//! Server configuration module

use clap::Parser;

/// Atelier JSON API Server configuration
#[derive(Debug, Parser)]
#[command(name = "atelier-json", about = "Atelier JSON API Server", long_about = None)]
pub struct ServerConfig {
    /// Server host address
    #[arg(short = 'H', long, env = "SERVER_HOST", default_value = "0.0.0.0")]
    pub host: String,

    /// Server port
    #[arg(short, long, env = "SERVER_PORT", default_value = "8710")]
    pub port: u16,

    /// Log level (trace, debug, info, warn, error)
    #[arg(short, long, env = "RUST_LOG", default_value = "info")]
    pub log_level: String,

    /// `PostgreSQL` connection string
    #[arg(long, env = "DATABASE_URL")]
    pub database_url: String,

    /// JWT signing secret
    #[arg(long, env = "JWT_SECRET", hide_env_values = true)]
    pub jwt_secret: String,

    /// Payment gateway API address
    #[arg(long, env = "PAYMENT_GATEWAY_ADDR", default_value = "https://api.razorpay.com")]
    pub gateway_addr: String,

    /// Payment gateway key id
    #[arg(long, env = "PAYMENT_KEY_ID")]
    pub gateway_key_id: String,

    /// Payment gateway key secret, also used to verify callback signatures
    #[arg(long, env = "PAYMENT_KEY_SECRET", hide_env_values = true)]
    pub gateway_key_secret: String,

    /// File-hosting management API address
    #[arg(long, env = "MEDIA_API_ADDR")]
    pub media_api_addr: String,

    /// File-hosting delivery address
    #[arg(long, env = "MEDIA_DELIVERY_ADDR")]
    pub media_delivery_addr: String,

    /// File-hosting account namespace
    #[arg(long, env = "MEDIA_CLOUD_NAME")]
    pub media_cloud_name: String,

    /// File-hosting API key
    #[arg(long, env = "MEDIA_API_KEY")]
    pub media_api_key: String,

    /// File-hosting API secret
    #[arg(long, env = "MEDIA_API_SECRET", hide_env_values = true)]
    pub media_api_secret: String,

    /// SMTP relay host
    #[arg(long, env = "SMTP_HOST")]
    pub smtp_host: String,

    /// SMTP username
    #[arg(long, env = "SMTP_USERNAME")]
    pub smtp_username: String,

    /// SMTP password
    #[arg(long, env = "SMTP_PASSWORD", hide_env_values = true)]
    pub smtp_password: String,

    /// Sender address for outbound email
    #[arg(long, env = "MAIL_SENDER")]
    pub mail_sender: String,

    /// Studio address alerted on sales and bookings
    #[arg(long, env = "ADMIN_EMAIL")]
    pub admin_email: Option<String>,

    /// Public site base URL, used in password-reset links
    #[arg(long, env = "CLIENT_URL", default_value = "http://localhost:5173")]
    pub client_url: String,
}

impl ServerConfig {
    /// Load configuration from environment and CLI arguments
    ///
    /// # Errors
    ///
    /// Returns an error if configuration cannot be parsed
    pub fn load() -> Result<Self, clap::Error> {
        // Load .env file if present (ignore if missing)
        _ = dotenvy::dotenv();

        Self::try_parse()
    }

    /// Get the socket address for binding
    #[must_use]
    pub fn socket_addr(&self) -> String {
        format!("{}:{}", self.host, self.port)
    }
}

§ §

-- About this task --
In the material above, find each line that contains the word "Atelier", and select it.

-- Reply to the task --
/// Atelier JSON API Server configuration
#[command(name = "atelier-json", about = "Atelier JSON API Server", long_about = None)]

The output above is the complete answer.